U.S. Court in Minnesota Allows Whistleblower’s Upcoding Claims Against Ambulance Provider

  • January 31, 2025

A billing professional can proceed with her allegations that a Minnesota-based ambulance provider violated the False Claims Act (FCA) by upcoding services to a higher level of service than was provided to maximize reimbursement from government health care programs, a federal district court in the state held January 24.

However, the U.S. District Court for the District of Minnesota dismissed without prejudice relator Ashley Mothershed’s claim that Mayo Clinic Ambulance billed federal and state health care programs for medically unnecessary ambulance transports, finding the complaint failed to allege falsity under the FCA.

Mothershed is an ambulance coding compliance professional who worked remotely for Mayo’s billing department from November 2020 through June 2021, and then again from September 2021 through May 2022.

She filed a qui tam action against Mayo alleging that it submitted false claims by failing to generally review whether ambulance transports were medically necessary and by upcoding non-emergency transports to emergency transports and basic life support (BLS) services to advanced life support (ALS) services. The federal government and state of Minnesota declined to intervene. Mayo moved to dismiss.

As a threshold issue, the court said Mothershed, given her coding expertise and position in Mayo’s billing department, could clear the Fed. R. Civ. P. 9(b) pleading standard by pleading representative examples or particular details of each alleged scheme with sufficient indicia of reliability.

The court found Mothershed did not sufficiently allege falsity as to her claim that Mayo billed non-medically necessary ambulance transports to government health care payers. Mothershed’s four representative examples all involved situations where the ambulance transport was presumed medically necessary, the court said. And while Mothershed alleged that Mayo generally did not review claims for medical necessity, she failed to show that any of those claims were submitted to government payers.

But the court held Mothershed could proceed with her upcoding allegations. The complaint provided three representative examples of hospital-to-hospital patient transfers that were billed as emergency transports even though they were scheduled and marked as “no lights or sirens,” which the court said was sufficient to allege falsity at this stage of the litigation.

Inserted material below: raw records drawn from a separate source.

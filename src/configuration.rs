pub mod config;
pub mod types;

pub use config::Config;
pub use types::DistanceRange;
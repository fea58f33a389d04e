/// Inclusive bounds for the swipe distance carried by an instruction.
#[derive(Debug, PartialEq, Eq, Clone, Copy)]
pub struct DistanceRange {
    pub min: i64,
    pub max: i64,
}

impl DistanceRange {
    pub const DEFAULT_MIN: i64 = 300;
    pub const DEFAULT_MAX: i64 = 350;

    pub fn contains(&self, value: i64) -> bool {
        (self.min..=self.max).contains(&value)
    }
}

impl Default for DistanceRange {
    fn default() -> Self {
        Self {
            min: Self::DEFAULT_MIN,
            max: Self::DEFAULT_MAX,
        }
    }
}
//! Calendar event record, caller-facing draft, and notification payload.

use chrono::{DateTime, Utc};
use serde::{Deserialize, Serialize};

use crate::types::{EventId, UserId};

/// Fully validated, stored calendar event.
#[derive(Debug, Clone, PartialEq, Eq, Serialize, Deserialize)]
pub struct Event {
    /// Store-assigned identifier, zero before insert.
    pub id: EventId,
    /// Owner of the event.
    pub user_id: UserId,
    /// Short title, at most [`crate::types::MAX_TITLE_LEN`] characters.
    pub title: String,
    /// Free text.
    pub description: String,
    /// Start instant.
    pub on_time: DateTime<Utc>,
    /// End instant, strictly after `on_time`.
    pub off_time: DateTime<Utc>,
    /// Instant at or after which a notification is due.
    pub notify_time: Option<DateTime<Utc>>,
    /// Set once the sender has acknowledged delivery.
    pub notified: bool,
}

impl Event {
    /// Returns true when `[on_time, off_time]` intersects `[begin, end]`,
    /// touching endpoints included.
    pub fn overlaps(&self, begin: DateTime<Utc>, end: DateTime<Utc>) -> bool {
        self.on_time <= end && begin <= self.off_time
    }

    /// Returns true when a notification is due at `cutoff` and has not been sent.
    pub fn is_due_for_notice(&self, cutoff: DateTime<Utc>) -> bool {
        !self.notified && self.notify_time.is_some_and(|t| t <= cutoff)
    }
}

/// Insert/update payload as supplied by callers.
///
/// Instants are optional here so that missing values surface as typed
/// validation errors instead of decode failures; see
/// [`crate::calendar::rules::check_basic_rules`].
#[derive(Debug, Clone, PartialEq, Eq, Default, Serialize, Deserialize)]
#[serde(default)]
pub struct EventDraft {
    /// Event id, required on update only.
    pub id: EventId,
    /// Owner of the event.
    pub user_id: UserId,
    /// Short title.
    pub title: String,
    /// Free text.
    pub description: String,
    /// Start instant.
    pub on_time: Option<DateTime<Utc>>,
    /// End instant.
    pub off_time: Option<DateTime<Utc>>,
    /// Optional notification instant.
    pub notify_time: Option<DateTime<Utc>>,
}

impl From<Event> for EventDraft {
    fn from(event: Event) -> Self {
        Self {
            id: event.id,
            user_id: event.user_id,
            title: event.title,
            description: event.description,
            on_time: Some(event.on_time),
            off_time: Some(event.off_time),
            notify_time: event.notify_time,
        }
    }
}

/// Queue payload derived from an [`Event`] at dispatch time.
#[derive(Debug, Clone, PartialEq, Eq, Serialize, Deserialize)]
pub struct NotificationMsg {
    /// Originating event id.
    pub id: EventId,
    /// Event title.
    pub title: String,
    /// Event start instant.
    pub date: DateTime<Utc>,
    /// Event owner.
    pub user_id: UserId,
}

impl From<&Event> for NotificationMsg {
    fn from(event: &Event) -> Self {
        Self {
            id: event.id,
            title: event.title.clone(),
            date: event.on_time,
            user_id: event.user_id,
        }
    }
}
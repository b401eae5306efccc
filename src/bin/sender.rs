//! Notification consumer that marks delivered events as notified.

use std::path::PathBuf;

use anyhow::Context;
use calendar::{
    config::{self, SenderConfig},
    logging,
    runtime::{Sender, shutdown_channel},
    storage::connect_storage,
    transport::{Consumer, QueueConsumer},
    types::STORE_CONNECT_TIMEOUT,
};
use clap::Parser;
use tracing::info;

#[derive(Parser)]
#[command(name = "calendar-sender", version, about = "Consumes event notifications")]
struct Cli {
    /// Path to the TOML config file. Defaults apply when omitted.
    #[arg(long)]
    config: Option<PathBuf>,
}

#[tokio::main]
async fn main() -> anyhow::Result<()> {
    let cli = Cli::parse();
    let cfg: SenderConfig = match &cli.config {
        Some(path) => config::load(path)?,
        None => SenderConfig::default(),
    };
    logging::init(&cfg.logger.level);

    let storage = connect_storage(cfg.storage.db, &cfg.storage.dsn, STORE_CONNECT_TIMEOUT)
        .await
        .with_context(|| format!("failed to open {:?} storage", cfg.storage.db))?;

    let mut consumer = QueueConsumer::new(&cfg.broker.url, cfg.broker.poll_interval);
    consumer
        .connect()
        .await
        .with_context(|| format!("failed to open queue {}", cfg.broker.url))?;

    let acked = Sender::new(storage, Box::new(consumer))
        .run(shutdown_channel())
        .await
        .context("sender stopped on error")?;

    info!(acked, "sender stopped");
    Ok(())
}
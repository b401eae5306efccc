use std::sync::Arc;

use tokio::sync::watch;
use tracing::{debug, error, info, warn};

use crate::{
    storage::Storage,
    transport::{Consumer, TransportError},
};

use super::stop_requested;

#[derive(Debug, thiserror::Error)]
pub enum SenderError {
    #[error("consumer error: {0}")]
    Transport(#[from] TransportError),
}

/// Consumes notification messages and marks their events as notified.
pub struct Sender {
    storage: Arc<dyn Storage>,
    consumer: Box<dyn Consumer>,
}

impl Sender {
    pub fn new(storage: Arc<dyn Storage>, consumer: Box<dyn Consumer>) -> Self {
        Self { storage, consumer }
    }

    /// Processes messages one at a time until the notify channel closes or
    /// `shutdown` reads `true`, then closes the consumer and the storage.
    /// Dropping the shutdown sender does not stop the loop.
    ///
    /// A failed acknowledgement is logged and skipped. Returns the number of
    /// events marked as notified.
    pub async fn run(mut self, mut shutdown: watch::Receiver<bool>) -> Result<u64, SenderError> {
        let mut rx = self.consumer.notify_channel()?;
        let storage = Arc::clone(&self.storage);
        let mut acked = 0u64;
        info!("sender started");

        loop {
            tokio::select! {
                biased;
                _ = stop_requested(&mut shutdown) => {
                    info!("sender shutdown requested");
                    break;
                }
                msg = rx.recv() => {
                    let Some(msg) = msg else {
                        info!("notify channel closed");
                        break;
                    };
                    match storage.mark_notified(msg.id).await {
                        Ok(()) => {
                            acked += 1;
                            info!(event_id = msg.id, user_id = msg.user_id, title = %msg.title, "event notified");
                        }
                        Err(err) => {
                            error!(event_id = msg.id, error = %err, "failed to mark event notified");
                        }
                    }
                }
            }
        }

        drop(rx);
        drop(storage);
        self.stop().await;
        Ok(acked)
    }

    async fn stop(&mut self) {
        if let Err(err) = self.consumer.close().await {
            warn!(error = %err, "failed to close consumer");
        } else {
            debug!("consumer closed");
        }
        if let Err(err) = self.storage.close().await {
            warn!(error = %err, "failed to close storage");
        } else {
            debug!("storage closed");
        }
    }
}
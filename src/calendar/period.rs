//! Calendar bucket arithmetic for day, week and month listings.
//!
//! Every helper that steps across a day boundary returns `None` when the
//! result would leave chrono's supported date range.

use chrono::{DateTime, Datelike, Days, NaiveDate, Utc, Weekday};

/// Walks back from `date` to the Monday that starts its week.
pub fn first_day_of_week(date: NaiveDate) -> Option<NaiveDate> {
    let mut day = date;
    while day.weekday() != Weekday::Mon {
        day = day.pred_opt()?;
    }
    Some(day)
}

/// Sunday closing the week that contains `date`.
pub fn last_day_of_week(date: NaiveDate) -> Option<NaiveDate> {
    first_day_of_week(date)?.checked_add_days(Days::new(6))
}

pub fn first_day_of_month(date: NaiveDate) -> Option<NaiveDate> {
    date.checked_sub_days(Days::new(u64::from(date.day0())))
}

pub fn last_day_of_month(date: NaiveDate) -> NaiveDate {
    let mut day = date;
    while let Some(next) = day.succ_opt() {
        if next.month() != date.month() {
            break;
        }
        day = next;
    }
    day
}

/// First and last instant of `date`, both inclusive.
pub fn day_bounds(date: NaiveDate) -> Option<(DateTime<Utc>, DateTime<Utc>)> {
    span_bounds(date, date)
}

/// Inclusive instant bounds of the Monday-aligned week containing `date`.
pub fn week_bounds(date: NaiveDate) -> Option<(DateTime<Utc>, DateTime<Utc>)> {
    span_bounds(first_day_of_week(date)?, last_day_of_week(date)?)
}

/// Inclusive instant bounds of the calendar month containing `date`.
pub fn month_bounds(date: NaiveDate) -> Option<(DateTime<Utc>, DateTime<Utc>)> {
    span_bounds(first_day_of_month(date)?, last_day_of_month(date))
}

fn span_bounds(first: NaiveDate, last: NaiveDate) -> Option<(DateTime<Utc>, DateTime<Utc>)> {
    let begin = first.and_hms_opt(0, 0, 0)?.and_utc();
    let end = last.and_hms_nano_opt(23, 59, 59, 999_999_999)?.and_utc();
    Some((begin, end))
}
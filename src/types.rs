//! Shared primitive IDs and calendar-wide constants.

use std::time::Duration;

/// Store-assigned event identifier. Zero means "unassigned".
pub type EventId = u64;
/// Owner identifier. Zero is never a valid owner.
pub type UserId = u64;

/// Longest accepted event title, in characters.
pub const MAX_TITLE_LEN: usize = 150;

/// Deadline applied to every store call made by the calendar service.
pub const STORE_CALL_TIMEOUT: Duration = Duration::from_secs(2);

/// Queue name notifications are published to and consumed from.
pub const NOTIFICATION_QUEUE: &str = "notification";

/// Upper bound for opening a store at process start.
pub const STORE_CONNECT_TIMEOUT: Duration = Duration::from_secs(5);

/// Longest the HTTP server waits for in-flight requests after a shutdown signal.
pub const HTTP_DRAIN_TIMEOUT: Duration = Duration::from_secs(3);
//! HTTP front of the calendar service.

use std::{path::PathBuf, sync::Arc};

use anyhow::Context;
use calendar::{
    calendar::CalendarService,
    config::{self, CalendarConfig},
    http, logging,
    runtime::shutdown_signal,
    storage::connect_storage,
    types::{HTTP_DRAIN_TIMEOUT, STORE_CONNECT_TIMEOUT},
};
use clap::Parser;
use tokio::net::TcpListener;
use tracing::{info, warn};

#[derive(Parser)]
#[command(name = "calendar", version, about = "Calendar service over HTTP")]
struct Cli {
    /// Path to the TOML config file. Defaults apply when omitted.
    #[arg(long)]
    config: Option<PathBuf>,
}

#[tokio::main]
async fn main() -> anyhow::Result<()> {
    let cli = Cli::parse();
    let cfg: CalendarConfig = match &cli.config {
        Some(path) => config::load(path)?,
        None => CalendarConfig::default(),
    };
    logging::init(&cfg.logger.level);

    let storage = connect_storage(cfg.storage.db, &cfg.storage.dsn, STORE_CONNECT_TIMEOUT)
        .await
        .with_context(|| format!("failed to open {:?} storage", cfg.storage.db))?;
    let service = Arc::new(CalendarService::new(storage));

    let addr = cfg.http.addr();
    let listener = TcpListener::bind(&addr)
        .await
        .with_context(|| format!("failed to bind {addr}"))?;
    info!(%addr, "calendar listening");

    let (stop_tx, mut stop_rx) = tokio::sync::watch::channel(false);
    let app = http::router(Arc::clone(&service));
    let mut server = tokio::spawn(async move {
        axum::serve(listener, app)
            .with_graceful_shutdown(async move {
                let _ = stop_rx.changed().await;
            })
            .await
    });

    tokio::select! {
        res = &mut server => {
            res.context("server task panicked")?.context("server error")?;
        }
        _ = shutdown_signal() => {
            let _ = stop_tx.send(true);
            match tokio::time::timeout(HTTP_DRAIN_TIMEOUT, &mut server).await {
                Ok(res) => res.context("server task panicked")?.context("server error")?,
                Err(_) => {
                    warn!("in-flight requests did not drain in time");
                    server.abort();
                }
            }
        }
    }

    service.close().await.context("failed to close storage")?;
    info!("calendar stopped");
    Ok(())
}
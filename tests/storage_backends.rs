use std::sync::Arc;

use chrono::{DateTime, TimeDelta, TimeZone, Utc};
use tempfile::TempDir;

use calendar::{
    event::Event,
    storage::{MemoryStorage, SqliteStorage, Storage, StorageError, StorageKind, new_storage},
};

fn base() -> DateTime<Utc> {
    Utc.with_ymd_and_hms(2024, 3, 10, 9, 0, 0).unwrap()
}

fn event(user_id: u64, start_min: i64, len_min: i64) -> Event {
    let on_time = base() + TimeDelta::minutes(start_min);
    Event {
        id: 0,
        user_id,
        title: format!("meeting {start_min}"),
        description: "room 4".to_string(),
        on_time,
        off_time: on_time + TimeDelta::minutes(len_min),
        notify_time: None,
        notified: false,
    }
}

async fn backends(tmp: &TempDir) -> Vec<(&'static str, Arc<dyn Storage>)> {
    let memory: Arc<dyn Storage> = Arc::new(MemoryStorage::new());
    let path = tmp.path().join("events.db");
    let sqlite: Arc<dyn Storage> = Arc::new(SqliteStorage::new(path.to_string_lossy()));
    for store in [&memory, &sqlite] {
        store.connect().await.expect("connect");
    }
    vec![("memory", memory), ("sqlite", sqlite)]
}

#[tokio::test]
async fn insert_assigns_fresh_ids_and_clears_notified() {
    let tmp = TempDir::new().expect("tmp");
    for (name, store) in backends(&tmp).await {
        let mut ev = event(1, 0, 30);
        ev.id = 99;
        ev.notified = true;
        let id1 = store.insert_event(ev).await.expect("insert1");
        let id2 = store.insert_event(event(1, 60, 30)).await.expect("insert2");
        assert_eq!((id1, id2), (1, 2), "{name}");

        let got = store.lookup_event(id1).await.expect("lookup");
        assert_eq!(got.id, id1, "{name}");
        assert!(!got.notified, "{name}");
        assert_eq!(got.on_time, base(), "{name}");
        assert_eq!(got.description, "room 4", "{name}");
    }
}

#[tokio::test]
async fn update_replaces_fields_but_keeps_notified() {
    let tmp = TempDir::new().expect("tmp");
    for (name, store) in backends(&tmp).await {
        let id = store.insert_event(event(1, 0, 30)).await.expect("insert");
        store.mark_notified(id).await.expect("mark");

        let mut changed = event(2, 120, 15);
        changed.id = id;
        changed.title = "moved".to_string();
        store.update_event(changed).await.expect("update");

        let got = store.lookup_event(id).await.expect("lookup");
        assert_eq!(got.title, "moved", "{name}");
        assert_eq!(got.user_id, 2, "{name}");
        assert!(got.notified, "{name}");
        assert!(store.list_events(1).await.expect("list").is_empty(), "{name}");
        assert_eq!(store.list_events(2).await.expect("list").len(), 1, "{name}");

        let mut ghost = event(1, 0, 30);
        ghost.id = 777;
        let err = store.update_event(ghost).await.unwrap_err();
        assert!(matches!(err, StorageError::EventNotFound(777)), "{name}: {err}");
    }
}

#[tokio::test]
async fn delete_is_idempotent() {
    let tmp = TempDir::new().expect("tmp");
    for (name, store) in backends(&tmp).await {
        let id = store.insert_event(event(1, 0, 30)).await.expect("insert");
        store.delete_event(id).await.expect("delete");
        store.delete_event(id).await.expect("delete again");
        store.delete_event(12345).await.expect("delete unknown");
        let err = store.lookup_event(id).await.unwrap_err();
        assert!(matches!(err, StorageError::EventNotFound(_)), "{name}: {err}");
    }
}

#[tokio::test]
async fn busy_check_respects_user_and_excluded_id() {
    let tmp = TempDir::new().expect("tmp");
    for (name, store) in backends(&tmp).await {
        let id = store.insert_event(event(1, 60, 60)).await.expect("insert");
        let on = base() + TimeDelta::minutes(90);
        let off = on + TimeDelta::minutes(60);

        let err = store.is_busy_date_time_range(0, 1, on, off).await.unwrap_err();
        assert!(matches!(err, StorageError::DateBusy), "{name}: {err}");

        store
            .is_busy_date_time_range(id, 1, on, off)
            .await
            .unwrap_or_else(|e| panic!("{name}: own event must not block: {e}"));
        store
            .is_busy_date_time_range(0, 2, on, off)
            .await
            .unwrap_or_else(|e| panic!("{name}: other user must not block: {e}"));

        // Entirely before and entirely after.
        let early = base();
        store
            .is_busy_date_time_range(0, 1, early, early + TimeDelta::minutes(59))
            .await
            .unwrap_or_else(|e| panic!("{name}: {e}"));
        let late = base() + TimeDelta::minutes(121);
        store
            .is_busy_date_time_range(0, 1, late, late + TimeDelta::minutes(30))
            .await
            .unwrap_or_else(|e| panic!("{name}: {e}"));

        // Enclosing range.
        let err = store
            .is_busy_date_time_range(0, 1, base(), base() + TimeDelta::hours(5))
            .await
            .unwrap_err();
        assert!(matches!(err, StorageError::DateBusy), "{name}");
    }
}

#[tokio::test]
async fn range_listing_is_inclusive_and_ordered() {
    let tmp = TempDir::new().expect("tmp");
    for (name, store) in backends(&tmp).await {
        let late = store.insert_event(event(1, 300, 30)).await.expect("late");
        let early = store.insert_event(event(1, 0, 30)).await.expect("early");
        let _other_user = store.insert_event(event(2, 0, 30)).await.expect("other");
        let _outside = store.insert_event(event(1, 1000, 30)).await.expect("outside");

        // `end` touches the start of `late`, `begin` touches the end of `early`.
        let begin = base() + TimeDelta::minutes(30);
        let end = base() + TimeDelta::minutes(300);
        let ids: Vec<u64> = store
            .list_events_range(1, begin, end)
            .await
            .expect("range")
            .into_iter()
            .map(|e| e.id)
            .collect();
        assert_eq!(ids, vec![early, late], "{name}");

        let all: Vec<u64> = store
            .list_events(1)
            .await
            .expect("list")
            .into_iter()
            .map(|e| e.id)
            .collect();
        assert_eq!(all.len(), 3, "{name}");
        assert_eq!(all[0], early, "{name}");
    }
}

#[tokio::test]
async fn due_notices_and_purge() {
    let tmp = TempDir::new().expect("tmp");
    for (name, store) in backends(&tmp).await {
        let mut due = event(1, 0, 60);
        due.notify_time = Some(due.on_time);
        let due_id = store.insert_event(due).await.expect("due");

        let mut later = event(1, 600, 60);
        later.notify_time = Some(later.on_time);
        let later_id = store.insert_event(later).await.expect("later");

        let _silent = store.insert_event(event(1, 100, 60)).await.expect("silent");

        let cutoff = base() + TimeDelta::minutes(5);
        let found: Vec<u64> = store
            .list_events_due_for_notice(cutoff)
            .await
            .expect("due")
            .into_iter()
            .map(|e| e.id)
            .collect();
        assert_eq!(found, vec![due_id], "{name}");

        store.mark_notified(due_id).await.expect("mark");
        assert!(
            store.list_events_due_for_notice(cutoff).await.expect("due").is_empty(),
            "{name}"
        );
        let err = store.mark_notified(4242).await.unwrap_err();
        assert!(matches!(err, StorageError::EventNotFound(4242)), "{name}");

        // Purges only events that ended strictly before the cutoff.
        let removed = store
            .delete_events_older_than(base() + TimeDelta::minutes(180))
            .await
            .expect("purge");
        assert_eq!(removed, 2, "{name}");
        let left: Vec<u64> = store
            .list_events(1)
            .await
            .expect("list")
            .into_iter()
            .map(|e| e.id)
            .collect();
        assert_eq!(left, vec![later_id], "{name}");
    }
}

#[tokio::test]
async fn sqlite_survives_reopen_and_keeps_nanoseconds() {
    let tmp = TempDir::new().expect("tmp");
    let path = tmp.path().join("reopen.db");
    let dsn = path.to_string_lossy().to_string();

    let mut ev = event(5, 0, 30);
    ev.on_time += TimeDelta::nanoseconds(123_456_789);
    ev.notify_time = Some(ev.on_time);

    let store = SqliteStorage::new(dsn.clone());
    store.connect().await.expect("connect");
    let id = store.insert_event(ev.clone()).await.expect("insert");
    store.close().await.expect("close");

    let reopened = new_storage(StorageKind::Sqlite, &dsn);
    reopened.connect().await.expect("reconnect");
    let got = reopened.lookup_event(id).await.expect("lookup");
    assert_eq!(got.on_time, ev.on_time);
    assert_eq!(got.notify_time, ev.notify_time);
    assert_eq!(got.title, ev.title);
}

#[tokio::test]
async fn sqlite_requires_connect() {
    let store = SqliteStorage::new(":memory:");
    let err = store.lookup_event(1).await.unwrap_err();
    assert!(matches!(err, StorageError::NotConnected), "{err}");

    store.connect().await.expect("connect");
    store.close().await.expect("close");
    store.close().await.expect("close twice");
    let err = store.list_events(1).await.unwrap_err();
    assert!(matches!(err, StorageError::NotConnected), "{err}");
}
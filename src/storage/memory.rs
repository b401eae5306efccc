//! In-process event store.

use async_trait::async_trait;
use chrono::{DateTime, Utc};
use hashbrown::HashMap;
use parking_lot::RwLock;

use crate::{
    event::Event,
    types::{EventId, UserId},
};

use super::{Storage, StorageError, StorageResult, sort_events};

#[derive(Debug, Default)]
struct Inner {
    records: HashMap<EventId, Event>,
    by_user: HashMap<UserId, Vec<EventId>>,
    next_event_id: EventId,
}

/// Map-backed store guarded by a single reader/writer lock.
///
/// The id counter lives under the same lock as the records, so ids are unique
/// per instance and never reused.
#[derive(Debug)]
pub struct MemoryStorage {
    inner: RwLock<Inner>,
}

impl Default for MemoryStorage {
    fn default() -> Self {
        Self::new()
    }
}

impl MemoryStorage {
    pub fn new() -> Self {
        Self {
            inner: RwLock::new(Inner {
                next_event_id: 1,
                ..Inner::default()
            }),
        }
    }

    pub fn len(&self) -> usize {
        self.inner.read().records.len()
    }

    pub fn is_empty(&self) -> bool {
        self.len() == 0
    }
}

impl Inner {
    fn take_next_event_id(&mut self) -> EventId {
        let id = self.next_event_id;
        self.next_event_id += 1;
        id
    }

    fn user_events(&self, user_id: UserId) -> impl Iterator<Item = &Event> {
        self.by_user
            .get(&user_id)
            .into_iter()
            .flat_map(|ids| ids.iter())
            .filter_map(|id| self.records.get(id))
    }

    fn remove(&mut self, id: EventId) -> Option<Event> {
        let rec = self.records.remove(&id)?;
        if let Some(ids) = self.by_user.get_mut(&rec.user_id) {
            remove_from_vec_index(ids, id);
            if ids.is_empty() {
                self.by_user.remove(&rec.user_id);
            }
        }
        Some(rec)
    }
}

fn remove_from_vec_index(v: &mut Vec<EventId>, id: EventId) {
    if let Some(pos) = v.iter().position(|x| *x == id) {
        v.swap_remove(pos);
    }
}

#[async_trait]
impl Storage for MemoryStorage {
    async fn connect(&self) -> StorageResult<()> {
        Ok(())
    }

    async fn close(&self) -> StorageResult<()> {
        Ok(())
    }

    async fn insert_event(&self, mut event: Event) -> StorageResult<EventId> {
        let mut inner = self.inner.write();
        let id = inner.take_next_event_id();
        event.id = id;
        event.notified = false;
        inner.by_user.entry(event.user_id).or_default().push(id);
        inner.records.insert(id, event);
        Ok(id)
    }

    async fn update_event(&self, mut event: Event) -> StorageResult<()> {
        let mut inner = self.inner.write();
        let old = inner
            .records
            .get(&event.id)
            .ok_or(StorageError::EventNotFound(event.id))?;
        let old_user = old.user_id;
        event.notified = old.notified;

        if old_user != event.user_id {
            if let Some(ids) = inner.by_user.get_mut(&old_user) {
                remove_from_vec_index(ids, event.id);
                if ids.is_empty() {
                    inner.by_user.remove(&old_user);
                }
            }
            inner.by_user.entry(event.user_id).or_default().push(event.id);
        }

        inner.records.insert(event.id, event);
        Ok(())
    }

    async fn delete_event(&self, id: EventId) -> StorageResult<()> {
        self.inner.write().remove(id);
        Ok(())
    }

    async fn lookup_event(&self, id: EventId) -> StorageResult<Event> {
        self.inner
            .read()
            .records
            .get(&id)
            .cloned()
            .ok_or(StorageError::EventNotFound(id))
    }

    async fn list_events(&self, user_id: UserId) -> StorageResult<Vec<Event>> {
        let mut out: Vec<Event> = self.inner.read().user_events(user_id).cloned().collect();
        sort_events(&mut out);
        Ok(out)
    }

    async fn list_events_range(
        &self,
        user_id: UserId,
        begin: DateTime<Utc>,
        end: DateTime<Utc>,
    ) -> StorageResult<Vec<Event>> {
        let mut out: Vec<Event> = self
            .inner
            .read()
            .user_events(user_id)
            .filter(|e| e.overlaps(begin, end))
            .cloned()
            .collect();
        sort_events(&mut out);
        Ok(out)
    }

    async fn is_busy_date_time_range(
        &self,
        exclude_id: EventId,
        user_id: UserId,
        on_time: DateTime<Utc>,
        off_time: DateTime<Utc>,
    ) -> StorageResult<()> {
        let inner = self.inner.read();
        let busy = inner
            .user_events(user_id)
            .any(|e| e.id != exclude_id && e.overlaps(on_time, off_time));
        if busy {
            return Err(StorageError::DateBusy);
        }
        Ok(())
    }

    async fn list_events_due_for_notice(&self, cutoff: DateTime<Utc>) -> StorageResult<Vec<Event>> {
        let mut out: Vec<Event> = self
            .inner
            .read()
            .records
            .values()
            .filter(|e| e.is_due_for_notice(cutoff))
            .cloned()
            .collect();
        sort_events(&mut out);
        Ok(out)
    }

    async fn delete_events_older_than(&self, cutoff: DateTime<Utc>) -> StorageResult<u64> {
        let mut inner = self.inner.write();
        let stale: Vec<EventId> = inner
            .records
            .values()
            .filter(|e| e.off_time < cutoff)
            .map(|e| e.id)
            .collect();
        for id in &stale {
            inner.remove(*id);
        }
        Ok(stale.len() as u64)
    }

    async fn mark_notified(&self, id: EventId) -> StorageResult<()> {
        let mut inner = self.inner.write();
        let rec = inner
            .records
            .get_mut(&id)
            .ok_or(StorageError::EventNotFound(id))?;
        rec.notified = true;
        Ok(())
    }
}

Likewise, Mothershed sufficiently alleged falsity as to her claims that Mayo upcoded BLS services to ALS services, which are reimbursed at a higher rate. Specifically, Mothershed pointed to two representative examples where no ALS assessment or intervention was performed but Mayo still billed for ALS services, the court said.

Finally, the court found Mothershed sufficiently alleged the knowledge element of an FCA claim based on conversations with her Mayo supervisors about problems with its billing practices. “These actions demonstrate, at a minimum, a reckless disregard because Mayo was aware of the substantial and unjustifiable risk that they might have been submitting false claims, but they ignored those warnings by Mothershed.”

United States ex rel. Mothershed v. Mayo Clinic Ambulance, No. 22-602 (DWF/JFD) (D. Minn. Jan. 24, 2025).